__WORKING DATA__.
● ● ● ●

use std::io;
use std::path::Path;
use std::time::Duration;

use anyhow::Result;
use tracing::{error, info};
use tracing_appender::rolling::{RollingFileAppender, Rotation};
use tracing_subscriber::{fmt, EnvFilter};

use hl_funding_sim::app::{App, RunOutcome};
use hl_funding_sim::market::hyperliquid::HyperliquidMarketData;
use hl_funding_sim::trading::history::ResultLogger;
use hl_funding_sim::ScannerConfig;

fn env_filter() -> EnvFilter {
    EnvFilter::try_from_default_env().unwrap_or_else(|_| EnvFilter::new("warn"))
}

pub fn init_logging() {
    let _ = fmt()
        .with_env_filter(env_filter())
        .with_writer(io::stderr)
        .with_target(false)
        .compact()
        .try_init();
}

pub fn init_file_logging(dir: &Path) {
    let file_appender = RollingFileAppender::new(Rotation::NEVER, dir, "funding_sim.log");

    let _ = fmt()
        .with_env_filter(env_filter())
        .with_writer(file_appender)
        .with_ansi(false)
        .with_target(false)
        .with_line_number(true)
        .with_file(true)
        .with_level(true)
        .compact()
        .try_init();
}

#[tokio::main(flavor = "current_thread")]
async fn main() -> Result<()> {
    dotenvy::dotenv().ok();

    let config = match ScannerConfig::from_env() {
        Ok(config) => config,
        Err(e) => {
            init_logging();
            error!(error = %e, "invalid configuration");
            return Err(e.into());
        }
    };

    match &config.log_dir {
        Some(dir) => init_file_logging(dir),
        None => init_logging(),
    }
    info!(?config, "funding simulation starting");

    let source =
        HyperliquidMarketData::new(config.testnet, Duration::from_millis(config.timeout_ms))?;
    let app = App::new(
        source,
        config.simulation,
        config.top_n,
        ResultLogger::new(config.output_path.clone()),
    );

    let mut stdout = io::stdout();
    match app.run(&mut stdout).await {
        Ok(RunOutcome::Logged(result)) => {
            info!(symbol = %result.symbol, net_pnl_1h = result.net_pnl_1h, "run complete");
            Ok(())
        }
        Ok(RunOutcome::NoData) => Ok(()),
        Err(e) => {
            error!(error = %e, "run failed");
            Err(e)
        }
    }
}
pub mod history;
pub mod simulator;

#[cfg(test)]
mod tests;

/// How the short leg's leverage and margin are chosen.
#[derive(Debug, Clone, Copy, PartialEq)]
pub enum LeveragePolicy {
    /// Use the asset's advertised max leverage on a fixed collateral.
    MaxLeverage { collateral_usd: f64 },
    /// Same leverage and collateral for every asset.
    FixedLeverage { leverage: u32, collateral_usd: f64 },
}

impl LeveragePolicy {
    pub fn collateral_usd(&self) -> f64 {
        match self {
            LeveragePolicy::MaxLeverage { collateral_usd } => *collateral_usd,
            LeveragePolicy::FixedLeverage { collateral_usd, .. } => *collateral_usd,
        }
    }

    pub fn default_output_file(&self) -> &'static str {
        match self {
            LeveragePolicy::MaxLeverage { .. } => "history.csv",
            LeveragePolicy::FixedLeverage { .. } => "history_fixed_leverage.csv",
        }
    }
}

#[derive(Debug, Clone, Copy, PartialEq)]
pub struct SimulationConfig {
    pub policy: LeveragePolicy,
    pub taker_fee_rate: f64,
}

impl Default for SimulationConfig {
    fn default() -> Self {
        Self {
            policy: LeveragePolicy::MaxLeverage {
                collateral_usd: crate::config::DEFAULT_COLLATERAL_USD,
            },
            taker_fee_rate: crate::config::DEFAULT_TAKER_FEE_RATE,
        }
    }
}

● ● ● ●

__TASK STATEMENT__.
The result should be every line of the material that contains the word "info", so copy those lines.

__ANSWER BOX__.
use tracing::{error, info};
    info!(?config, "funding simulation starting");
            info!(symbol = %result.symbol, net_pnl_1h = result.net_pnl_1h, "run complete");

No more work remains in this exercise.